2. Data they can gather about your behaviour on their properties without any real consent: all your clicks; how long you stay on each image/video/text; how your mouse moves around (correlates with eye movements); all you type but don’t submit.

3. Data they can gather without any real consent about your behaviour on other properties that include Facebook spyware (ads, pixels, share/like buttons): all the same information as 1 & 2 combined; also Facebook create shadow profiles for tracking ‘users’ who have never used a Facebook service.

4. Data they can gather without any real consent from your phone/tablet: fine detailed geo-location over time; what other apps you use; files (videos/photos/documents) on your devices; user names, contacts, messages, calls; the name and metadata of every WiFi hotspot and BlueTooth device you have ever connected to; the infamous camera/microphone surveillance that they deny.

5. Data they can gather without any real consent from your phone/tablet via other apps: same as 3 but without installing any Facebook app on your device; for example, Facebook bought a VPN app that can report back on all internet traffic from all apps on a device with the app installed.

6. Offline data they can buy and/or get via partnerships without any real consent: your credit history, your bank card payments history; your shopping loyalty program history; any available government records (house ownership, voter registration, etc).

7. Online data they can buy and/or get via partnerships without any real consent: results of online tests you have taken for fun, which are often run by data stalking companies to build psychometric profiles (for example think Cambridge Analytica).

This list is far from complete, but this is all real data that we know Facebook and similar companies gather.
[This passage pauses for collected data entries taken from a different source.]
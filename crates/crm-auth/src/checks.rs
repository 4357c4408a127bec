// SPDX-License-Identifier: PolyForm-Noncommercial-1.0.0
// Copyright (c) 2025 Sylvex. All rights reserved.

//! Named checks for attribute rules.
//!
//! Lift them with [`predicate!`](crate::predicate!). A check that needs a
//! target record returns `false` when the call has no `pk` or the row is
//! missing.

use crm_core::Role;

use crate::context::Context;

// =============================================================================
// Caller
// =============================================================================

/// The caller is in management.
pub fn is_management(ctx: &Context<'_>) -> bool {
    ctx.auth.role == Role::Management
}

/// The caller is a salesman.
pub fn is_sales(ctx: &Context<'_>) -> bool {
    ctx.auth.role == Role::Sales
}

/// The caller is in support.
pub fn is_support(ctx: &Context<'_>) -> bool {
    ctx.auth.role == Role::Support
}

/// The target collaborator is the caller.
pub fn is_self(ctx: &Context<'_>) -> bool {
    ctx.pk == Some(ctx.auth.collaborator_id)
}

// =============================================================================
// Clients
// =============================================================================

/// The target client has a salesman.
pub fn client_has_salesman(ctx: &Context<'_>) -> bool {
    ctx.pk
        .and_then(|pk| ctx.perm_service.client_salesman(pk))
        .is_some()
}

/// The caller is the target client's salesman.
pub fn is_client_associated_salesman(ctx: &Context<'_>) -> bool {
    ctx.pk.and_then(|pk| ctx.perm_service.client_salesman(pk)) == Some(ctx.auth.collaborator_id)
}

// =============================================================================
// Contracts
// =============================================================================

/// The target contract's client has a salesman.
pub fn contract_has_salesman(ctx: &Context<'_>) -> bool {
    ctx.pk
        .and_then(|pk| ctx.perm_service.contract_salesman(pk))
        .is_some()
}

/// The caller is the salesman of the target contract's client.
pub fn is_contract_associated_salesman(ctx: &Context<'_>) -> bool {
    ctx.pk.and_then(|pk| ctx.perm_service.contract_salesman(pk))
        == Some(ctx.auth.collaborator_id)
}

/// The target contract is signed.
pub fn contract_is_signed(ctx: &Context<'_>) -> bool {
    ctx.pk.and_then(|pk| ctx.perm_service.contract_signed(pk)) == Some(true)
}

// =============================================================================
// Events
// =============================================================================

/// The target event has a support collaborator.
pub fn event_has_support(ctx: &Context<'_>) -> bool {
    ctx.pk
        .and_then(|pk| ctx.perm_service.event_support(pk))
        .is_some()
}

/// The caller supports the target event.
pub fn is_event_associated_support(ctx: &Context<'_>) -> bool {
    ctx.pk.and_then(|pk| ctx.perm_service.event_support(pk)) == Some(ctx.auth.collaborator_id)
}

/// The caller is the salesman behind the target event.
pub fn is_event_associated_salesman(ctx: &Context<'_>) -> bool {
    ctx.pk.and_then(|pk| ctx.perm_service.event_salesman(pk)) == Some(ctx.auth.collaborator_id)
}

// =============================================================================
// Tests
// =============================================================================

#[cfg(test)]
mod tests {
    use super::*;
    use crate::identity::Identity;
    use crate::permissions::PermissionQueries;
    use crm_core::RecordId;
    use serde_json::Value;

    /// Client 1 → salesman 2; contract 1 (signed) → client 1; event 1 → contract 1, support 3.
    struct OneOfEach;

    impl PermissionQueries for OneOfEach {
        fn client_salesman(&self, id: RecordId) -> Option<RecordId> {
            (id == 1).then_some(2)
        }
        fn contract_salesman(&self, id: RecordId) -> Option<RecordId> {
            (id == 1).then_some(2)
        }
        fn contract_signed(&self, id: RecordId) -> Option<bool> {
            (id == 1).then_some(true)
        }
        fn event_support(&self, id: RecordId) -> Option<RecordId> {
            (id == 1).then_some(3)
        }
        fn event_salesman(&self, id: RecordId) -> Option<RecordId> {
            (id == 1).then_some(2)
        }
    }

    fn eval(check: fn(&Context<'_>) -> bool, auth: &Identity, pk: Option<RecordId>) -> bool {
        check(&Context::new(auth, pk, Value::Null, &OneOfEach))
    }

    #[test]
    fn test_role_checks() {
        let sales = Identity::new("bob", 2, Role::Sales, "B");
        assert!(eval(is_sales, &sales, None));
        assert!(!eval(is_management, &sales, None));
        assert!(!eval(is_support, &sales, None));
    }

    #[test]
    fn test_is_self() {
        let sales = Identity::new("bob", 2, Role::Sales, "B");
        assert!(eval(is_self, &sales, Some(2)));
        assert!(!eval(is_self, &sales, Some(3)));
        assert!(!eval(is_self, &sales, None));
    }

    #[test]
    fn test_ownership_checks() {
        let sales = Identity::new("bob", 2, Role::Sales, "B");
        let support = Identity::new("sue", 3, Role::Support, "S");

        assert!(eval(is_client_associated_salesman, &sales, Some(1)));
        assert!(eval(is_contract_associated_salesman, &sales, Some(1)));
        assert!(eval(is_event_associated_salesman, &sales, Some(1)));
        assert!(eval(is_event_associated_support, &support, Some(1)));
        assert!(!eval(is_event_associated_support, &sales, Some(1)));
        assert!(eval(contract_is_signed, &sales, Some(1)));
    }

    #[test]
    fn test_missing_rows_are_false() {
        let sales = Identity::new("bob", 2, Role::Sales, "B");
        for check in [
            client_has_salesman,
            is_client_associated_salesman,
            contract_has_salesman,
            is_contract_associated_salesman,
            contract_is_signed,
            event_has_support,
            is_event_associated_support,
            is_event_associated_salesman,
        ] {
            assert!(!eval(check, &sales, Some(99)));
            assert!(!eval(check, &sales, None));
        }
    }
}
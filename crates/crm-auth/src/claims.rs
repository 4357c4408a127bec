// SPDX-License-Identifier: PolyForm-Noncommercial-1.0.0
// Copyright (c) 2025 Sylvex. All rights reserved.

//! Token claims.

use serde::{Deserialize, Serialize};

use crm_core::RecordId;

use crate::identity::Identity;

/// Claims carrying an expiry.
pub trait Expiring {
    /// Expiration time (Unix timestamp).
    fn exp(&self) -> i64;
}

// =============================================================================
// AccessClaims
// =============================================================================

/// Claims of the short-lived access token.
#[derive(Debug, Clone, PartialEq, Eq, Serialize, Deserialize)]
pub struct AccessClaims {
    /// Subject (username).
    pub sub: String,
    /// Collaborator id.
    pub c_id: RecordId,
    /// Role code.
    pub role: u8,
    /// Display name.
    pub name: String,
    /// Issued at (Unix timestamp).
    pub iat: i64,
    /// Expiration time (Unix timestamp).
    pub exp: i64,
}

impl AccessClaims {
    /// Creates claims for `identity` valid for `lifetime` seconds from `now`.
    pub fn new(identity: &Identity, now: i64, lifetime: i64) -> Self {
        Self {
            sub: identity.subject.clone(),
            c_id: identity.collaborator_id,
            role: identity.role.code(),
            name: identity.display_name.clone(),
            iat: now,
            exp: now + lifetime,
        }
    }

    /// Returns the same identity with a fresh validity window.
    pub fn renewed(&self, now: i64, lifetime: i64) -> Self {
        Self {
            iat: now,
            exp: now + lifetime,
            ..self.clone()
        }
    }
}

impl Expiring for AccessClaims {
    fn exp(&self) -> i64 {
        self.exp
    }
}

// =============================================================================
// RefreshClaims
// =============================================================================

/// Claims of the refresh token. Only proves continuity of a session.
#[derive(Debug, Clone, PartialEq, Eq, Serialize, Deserialize)]
#[serde(deny_unknown_fields)]
pub struct RefreshClaims {
    /// Subject (username).
    pub sub: String,
    /// Issued at (Unix timestamp).
    pub iat: i64,
    /// Expiration time (Unix timestamp).
    pub exp: i64,
}

impl RefreshClaims {
    /// Creates claims for `subject` valid for `lifetime` seconds from `now`.
    pub fn new(subject: impl Into<String>, now: i64, lifetime: i64) -> Self {
        Self {
            sub: subject.into(),
            iat: now,
            exp: now + lifetime,
        }
    }
}

impl Expiring for RefreshClaims {
    fn exp(&self) -> i64 {
        self.exp
    }
}

// =============================================================================
// Tests
// =============================================================================

#[cfg(test)]
mod tests {
    use super::*;
    use crm_core::Role;

    #[test]
    fn test_access_claims_from_identity() {
        let identity = Identity::new("alice", 7, Role::Management, "A L");
        let claims = AccessClaims::new(&identity, 1000, 30);

        assert_eq!(claims.sub, "alice");
        assert_eq!(claims.c_id, 7);
        assert_eq!(claims.role, 3);
        assert_eq!(claims.iat, 1000);
        assert_eq!(claims.exp, 1030);
    }

    #[test]
    fn test_renewed_keeps_identity() {
        let identity = Identity::new("alice", 7, Role::Management, "A L");
        let claims = AccessClaims::new(&identity, 1000, 30).renewed(1040, 30);

        assert_eq!(claims.sub, "alice");
        assert_eq!(claims.name, "A L");
        assert_eq!(claims.iat, 1040);
        assert_eq!(claims.exp, 1070);
    }

    #[test]
    fn test_wire_field_names() {
        let claims = RefreshClaims::new("alice", 1000, 300);
        let json = serde_json::to_value(&claims).unwrap();
        assert_eq!(json["sub"], "alice");
        assert_eq!(json["exp"], 1300);
    }
}
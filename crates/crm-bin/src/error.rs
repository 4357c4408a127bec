// SPDX-License-Identifier: PolyForm-Noncommercial-1.0.0
// Copyright (c) 2025 Sylvex. All rights reserved.

//! Error types of the `crm` binary and their rendering.

use thiserror::Error;

use crm_core::{CrmError, Level, Threat};

/// Result type alias for crm-bin operations.
pub type BinResult<T> = Result<T, BinError>;

/// Errors that can occur in the `crm` binary.
#[derive(Debug, Error)]
pub enum BinError {
    /// Configuration error.
    #[error("Configuration error: {0}")]
    Configuration(String),

    /// Invalid or unreadable user input.
    #[error("Input error: {0}")]
    Input(String),

    /// I/O error.
    #[error("I/O error: {0}")]
    Io(String),

    /// Config parsing error.
    #[error("{0}")]
    Config(#[from] crm_config::ConfigError),

    /// Error raised by the CRM itself.
    #[error("{0}")]
    Crm(#[from] CrmError),
}

impl BinError {
    /// Creates a configuration error.
    pub fn config(msg: impl Into<String>) -> Self {
        Self::Configuration(msg.into())
    }

    /// Creates an input error.
    pub fn input(msg: impl Into<String>) -> Self {
        Self::Input(msg.into())
    }

    /// Returns the exit code for this error.
    pub fn exit_code(&self) -> i32 {
        match self {
            Self::Configuration(_) | Self::Config(_) => 1,
            Self::Input(_) => 2,
            Self::Io(_) => 4,
            Self::Crm(err) => match err {
                CrmError::AuthorizationDenied { .. } => 3,
                CrmError::ExpiredToken
                | CrmError::BadToken { .. }
                | CrmError::NoSession
                | CrmError::AuthenticationFailed => 5,
                CrmError::NotFound { .. }
                | CrmError::Validation { .. }
                | CrmError::UnknownRole { .. } => 6,
                CrmError::TokenConfig { .. } => 1,
                CrmError::Storage { .. } => 4,
            },
        }
    }

    /// Returns the layer that raised the error.
    pub fn level(&self) -> Level {
        match self {
            Self::Crm(err) => err.level(),
            Self::Input(_) => Level::Controller,
            _ => Level::Service,
        }
    }

    /// Returns how the error should be rendered.
    pub fn threat(&self) -> Threat {
        match self {
            Self::Crm(err) => err.threat(),
            Self::Input(_) => Threat::Warning,
            _ => Threat::Error,
        }
    }

    /// Returns a hint for the user, if any.
    pub fn tips(&self) -> Option<String> {
        match self {
            Self::Crm(err) => err.tips(),
            Self::Config(err) => Some(err.hint()),
            Self::Configuration(_) => {
                Some("Check the configuration file and the CRM environment variables".to_string())
            }
            _ => None,
        }
    }
}

impl From<std::io::Error> for BinError {
    fn from(err: std::io::Error) -> Self {
        Self::Io(err.to_string())
    }
}

impl From<anyhow::Error> for BinError {
    fn from(err: anyhow::Error) -> Self {
        Self::Input(format!("{:#}", err))
    }
}

// =============================================================================
// Error Reporting
// =============================================================================

/// Formats an error for the terminal.
///
/// ```text
/// Error: Permission error (RBAC) in {'client:create'}
///   Level: controller
///   Tips:  Required permissions: client:create
/// ```
pub fn render_error(error: &BinError) -> String {
    let heading = match error.threat() {
        Threat::Error => "Error",
        Threat::Warning => "Warning",
    };
    let mut out = format!("{}: {}\n  Level: {}", heading, error, error.level());
    if let Some(tips) = error.tips() {
        out.push_str(&format!("\n  Tips:  {}", tips));
    }
    out
}

/// Reports an error on stderr.
pub fn report_error(error: &BinError) {
    tracing::debug!(exit_code = error.exit_code(), "Command failed: {:?}", error);
    eprintln!("{}", render_error(error));
}

/// Reports an error and exits with the appropriate code.
pub fn report_error_and_exit(error: BinError) -> ! {
    report_error(&error);
    std::process::exit(error.exit_code())
}

// =============================================================================
// Tests
// =============================================================================
// SPDX-License-Identifier: PolyForm-Noncommercial-1.0.0
// Copyright (c) 2025 Sylvex. All rights reserved.

//! CRM error types.
//!
//! Every failure in the CRM is a [`CrmError`]. Besides its kind, an error is
//! classified by a [`Level`] (which layer raised it) and a [`Threat`] (how
//! loudly the CLI should render it), and may carry `tips` for the user.

use std::fmt;

use serde::{Deserialize, Serialize};
use thiserror::Error;

/// Result type alias for CRM operations.
pub type CrmResult<T> = Result<T, CrmError>;

// =============================================================================
// Level / Threat
// =============================================================================

/// Layer that raised an error.
#[derive(Debug, Clone, Copy, PartialEq, Eq, Hash, Serialize, Deserialize)]
#[serde(rename_all = "lowercase")]
pub enum Level {
    /// Domain rules (roles, field values).
    Domain,
    /// Services and infrastructure (tokens, storage).
    Service,
    /// Entry points guarding operations.
    Controller,
}

impl Level {
    /// Returns the level name.
    pub fn as_str(&self) -> &'static str {
        match self {
            Level::Domain => "domain",
            Level::Service => "service",
            Level::Controller => "controller",
        }
    }
}

impl fmt::Display for Level {
    fn fmt(&self, f: &mut fmt::Formatter<'_>) -> fmt::Result {
        f.write_str(self.as_str())
    }
}

/// Severity used by the CLI renderer.
#[derive(Debug, Clone, Copy, PartialEq, Eq, Hash, Serialize, Deserialize)]
#[serde(rename_all = "lowercase")]
pub enum Threat {
    /// The command failed.
    Error,
    /// The command did nothing, but nothing is broken.
    Warning,
}

impl Threat {
    /// Returns the threat name.
    pub fn as_str(&self) -> &'static str {
        match self {
            Threat::Error => "error",
            Threat::Warning => "warning",
        }
    }
}

impl fmt::Display for Threat {
    fn fmt(&self, f: &mut fmt::Formatter<'_>) -> fmt::Result {
        f.write_str(self.as_str())
    }
}

// =============================================================================
// TokenFault
// =============================================================================

/// Why a stored session could not be turned into valid access claims.
#[derive(Debug, Clone, Copy, PartialEq, Eq, Hash)]
pub enum TokenFault {
    /// No token file, or a malformed one.
    NoAccess,
    /// Bad signature, malformed token or unsupported algorithm.
    Invalid,
    /// The access token expired and no refresh token is stored.
    MissingRefresh,
    /// The access token expired and the refresh token is unusable.
    InvalidRefresh,
}

impl TokenFault {
    /// Returns the message shown for this fault.
    pub fn message(&self) -> &'static str {
        match self {
            TokenFault::NoAccess => "No access token found",
            TokenFault::Invalid => "Invalid token",
            TokenFault::MissingRefresh => "Missing refresh token",
            TokenFault::InvalidRefresh => "Invalid refresh token",
        }
    }
}

impl fmt::Display for TokenFault {
    fn fmt(&self, f: &mut fmt::Formatter<'_>) -> fmt::Result {
        f.write_str(self.message())
    }
}

// =============================================================================
// Denial
// =============================================================================

/// Reason an authorization check refused a call.
#[derive(Debug, Clone, PartialEq, Eq)]
pub enum Denial {
    /// The caller's role grants none of the required tags.
    Rbac {
        /// Required tags, sorted.
        tags: Vec<String>,
    },
    /// The attribute predicate evaluated to false.
    Abac {
        /// Label of the failing predicate.
        label: String,
    },
    /// No valid session could be established.
    SessionInvalid,
}

impl Denial {
    /// Creates an RBAC denial; tags are sorted so the message is stable.
    pub fn rbac<I, S>(tags: I) -> Self
    where
        I: IntoIterator<Item = S>,
        S: Into<String>,
    {
        let mut tags: Vec<String> = tags.into_iter().map(Into::into).collect();
        tags.sort();
        tags.dedup();
        Denial::Rbac { tags }
    }

    /// Creates an ABAC denial.
    pub fn abac(label: impl Into<String>) -> Self {
        Denial::Abac {
            label: label.into(),
        }
    }
}

impl fmt::Display for Denial {
    fn fmt(&self, f: &mut fmt::Formatter<'_>) -> fmt::Result {
        match self {
            Denial::Rbac { tags } => {
                let rendered: Vec<String> = tags.iter().map(|t| format!("'{}'", t)).collect();
                write!(f, "Permission error (RBAC) in {{{}}}", rendered.join(", "))
            }
            Denial::Abac { label } => write!(f, "Permission error (ABAC) in {}", label),
            Denial::SessionInvalid => f.write_str("Authentication invalid"),
        }
    }
}

// =============================================================================
// CrmError
// =============================================================================

/// CRM error type.
#[derive(Debug, Error)]
pub enum CrmError {
    /// A token was validly signed but its `exp` has passed.
    #[error("Token has expired")]
    ExpiredToken,

    /// The stored session is unusable.
    #[error("{fault}")]
    BadToken {
        /// What is wrong with the session.
        fault: TokenFault,
    },

    /// The token codec is misconfigured.
    #[error("Token configuration error: {message}")]
    TokenConfig {
        /// Error message.
        message: String,
    },

    /// Logout was requested but no session exists.
    #[error("No active session")]
    NoSession,

    /// Wrong username or password.
    #[error("Authentication failed")]
    AuthenticationFailed,

    /// A guard refused the call.
    #[error("{denial}")]
    AuthorizationDenied {
        /// Why the call was refused.
        denial: Denial,
        /// Layer that refused it.
        level: Level,
        /// Hint for the user.
        tips: Option<String>,
    },

    /// A role code or name did not match any role.
    #[error("Unknown role: {value}")]
    UnknownRole {
        /// The offending value.
        value: String,
    },

    /// A record does not exist.
    #[error("{entity} not found: {id}")]
    NotFound {
        /// Entity kind.
        entity: &'static str,
        /// Requested identifier.
        id: String,
    },

    /// A field value was rejected.
    #[error("Validation failed for '{field}': {message}")]
    Validation {
        /// The offending field.
        field: String,
        /// Error message.
        message: String,
    },

    /// The database or token file could not be read or written.
    #[error("Storage error: {message}")]
    Storage {
        /// Error message.
        message: String,
    },
}

impl CrmError {
    // =========================================================================
    // Constructors
    // =========================================================================

    /// Creates a bad token error.
    pub fn bad_token(fault: TokenFault) -> Self {
        Self::BadToken { fault }
    }

    /// Creates a token configuration error.
    pub fn token_config(message: impl Into<String>) -> Self {
        Self::TokenConfig {
            message: message.into(),
        }
    }

    /// Creates a controller-level authorization denial.
    pub fn denied(denial: Denial, tips: impl Into<String>) -> Self {
        Self::AuthorizationDenied {
            denial,
            level: Level::Controller,
            tips: Some(tips.into()),
        }
    }

    /// Creates an unknown role error.
    pub fn unknown_role(value: impl fmt::Display) -> Self {
        Self::UnknownRole {
            value: value.to_string(),
        }
    }

    /// Creates a not found error.
    pub fn not_found(entity: &'static str, id: impl fmt::Display) -> Self {
        Self::NotFound {
            entity,
            id: id.to_string(),
        }
    }

    /// Creates a validation error.
    pub fn validation(field: impl Into<String>, message: impl Into<String>) -> Self {
        Self::Validation {
            field: field.into(),
            message: message.into(),
        }
    }

    /// Creates a storage error.
    pub fn storage(message: impl Into<String>) -> Self {
        Self::Storage {
            message: message.into(),
        }
    }

    // =========================================================================
    // Properties
    // =========================================================================

    /// Returns the layer that raised this error.
    pub fn level(&self) -> Level {
        match self {
            CrmError::ExpiredToken
            | CrmError::BadToken { .. }
            | CrmError::TokenConfig { .. }
            | CrmError::NotFound { .. }
            | CrmError::Storage { .. } => Level::Service,
            CrmError::NoSession | CrmError::AuthenticationFailed => Level::Controller,
            CrmError::AuthorizationDenied { level, .. } => *level,
            CrmError::UnknownRole { .. } | CrmError::Validation { .. } => Level::Domain,
        }
    }

    /// Returns how the CLI should render this error.
    pub fn threat(&self) -> Threat {
        match self {
            CrmError::NoSession | CrmError::NotFound { .. } | CrmError::Validation { .. } => {
                Threat::Warning
            }
            _ => Threat::Error,
        }
    }

    /// Returns a hint for the user, if any.
    pub fn tips(&self) -> Option<String> {
        match self {
            CrmError::ExpiredToken | CrmError::BadToken { .. } => {
                Some("Please login again".to_string())
            }
            CrmError::NoSession => Some("You are already logged out".to_string()),
            CrmError::AuthenticationFailed => {
                Some("Check your username and password".to_string())
            }
            CrmError::AuthorizationDenied { tips, .. } => tips.clone(),
            CrmError::UnknownRole { .. } => {
                Some("Valid roles: DEACTIVATED, ADMIN, MANAGEMENT, SALES, SUPPORT".to_string())
            }
            _ => None,
        }
    }

    /// Returns the error code for categorization.
    pub fn error_code(&self) -> &'static str {
        match self {
            CrmError::ExpiredToken => "EXPIRED_TOKEN",
            CrmError::BadToken { .. } => "BAD_TOKEN",
            CrmError::TokenConfig { .. } => "TOKEN_CONFIG",
            CrmError::NoSession => "NO_SESSION",
            CrmError::AuthenticationFailed => "AUTHENTICATION_FAILED",
            CrmError::AuthorizationDenied { .. } => "AUTHORIZATION_DENIED",
            CrmError::UnknownRole { .. } => "UNKNOWN_ROLE",
            CrmError::NotFound { .. } => "NOT_FOUND",
            CrmError::Validation { .. } => "VALIDATION_ERROR",
            CrmError::Storage { .. } => "STORAGE_ERROR",
        }
    }

    /// Returns the denial carried by an authorization error.
    pub fn denial(&self) -> Option<&Denial> {
        match self {
            CrmError::AuthorizationDenied { denial, .. } => Some(denial),
            _ => None,
        }
    }
}

impl From<std::io::Error> for CrmError {
    fn from(err: std::io::Error) -> Self {
        CrmError::storage(format!("IO error: {}", err))
    }
}

impl From<serde_json::Error> for CrmError {
    fn from(err: serde_json::Error) -> Self {
        CrmError::storage(format!("Invalid JSON: {}", err))
    }
}

// =============================================================================
// Tests
// =============================================================================

#[cfg(test)]
mod tests {
    use super::*;

    #[test]
    fn test_rbac_denial_message() {
        let denial = Denial::rbac(["user:read"]);
        assert_eq!(denial.to_string(), "Permission error (RBAC) in {'user:read'}");

        let denial = Denial::rbac(["client:update_unassigned", "client:update_own"]);
        assert_eq!(
            denial.to_string(),
            "Permission error (RBAC) in {'client:update_own', 'client:update_unassigned'}"
        );
    }

    #[test]
    fn test_abac_and_session_denial_messages() {
        let err = CrmError::denied(Denial::abac("(is_sales and is_self)"), "nope");
        assert_eq!(err.to_string(), "Permission error (ABAC) in (is_sales and is_self)");

        let err = CrmError::denied(Denial::SessionInvalid, "login");
        assert_eq!(err.to_string(), "Authentication invalid");
        assert_eq!(err.level(), Level::Controller);
        assert_eq!(err.threat(), Threat::Error);
        assert_eq!(err.tips().as_deref(), Some("login"));
    }

    #[test]
    fn test_bad_token_message() {
        let err = CrmError::bad_token(TokenFault::InvalidRefresh);
        assert_eq!(err.to_string(), "Invalid refresh token");
        assert_eq!(err.error_code(), "BAD_TOKEN");
    }

    #[test]
    fn test_levels_and_threats() {
        assert_eq!(CrmError::NoSession.threat(), Threat::Warning);
        assert_eq!(CrmError::unknown_role(9).level(), Level::Domain);
        assert_eq!(CrmError::ExpiredToken.level(), Level::Service);
        assert_eq!(CrmError::not_found("Client", 3).to_string(), "Client not found: 3");
    }
}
None of it requires using the microphone and camera permissions that you ‘agreed’ to give them during installation.

And it’s only the beginning. They are also using cutting edge psychological research to manipulate what we see to secretly push changes in our behavior, including related to voting. Like Google, it has bought a generation of the world’s best and brightest in fields as diverse as AI and anthropology, and put them all to work day and night trying to make the ultimate in paid advertisements.

We are wasting so much talent that could be curing diseases, elevating humanity, and making the world a more just and free place. And on what? Twisting society into a fishbowl with a very few people standing outside watching and making invisible changes to our water for their own purposes.

Protecting our privacy matters to the whole society. Without privacy all other civil and human rights are endangered. This is an obvious area where government regulation can make sense to restrict and outlaw socially destructive behaviors. This is what regulation is for: creating incentive structures that make our society more tolerable for more people, rather than the opposite.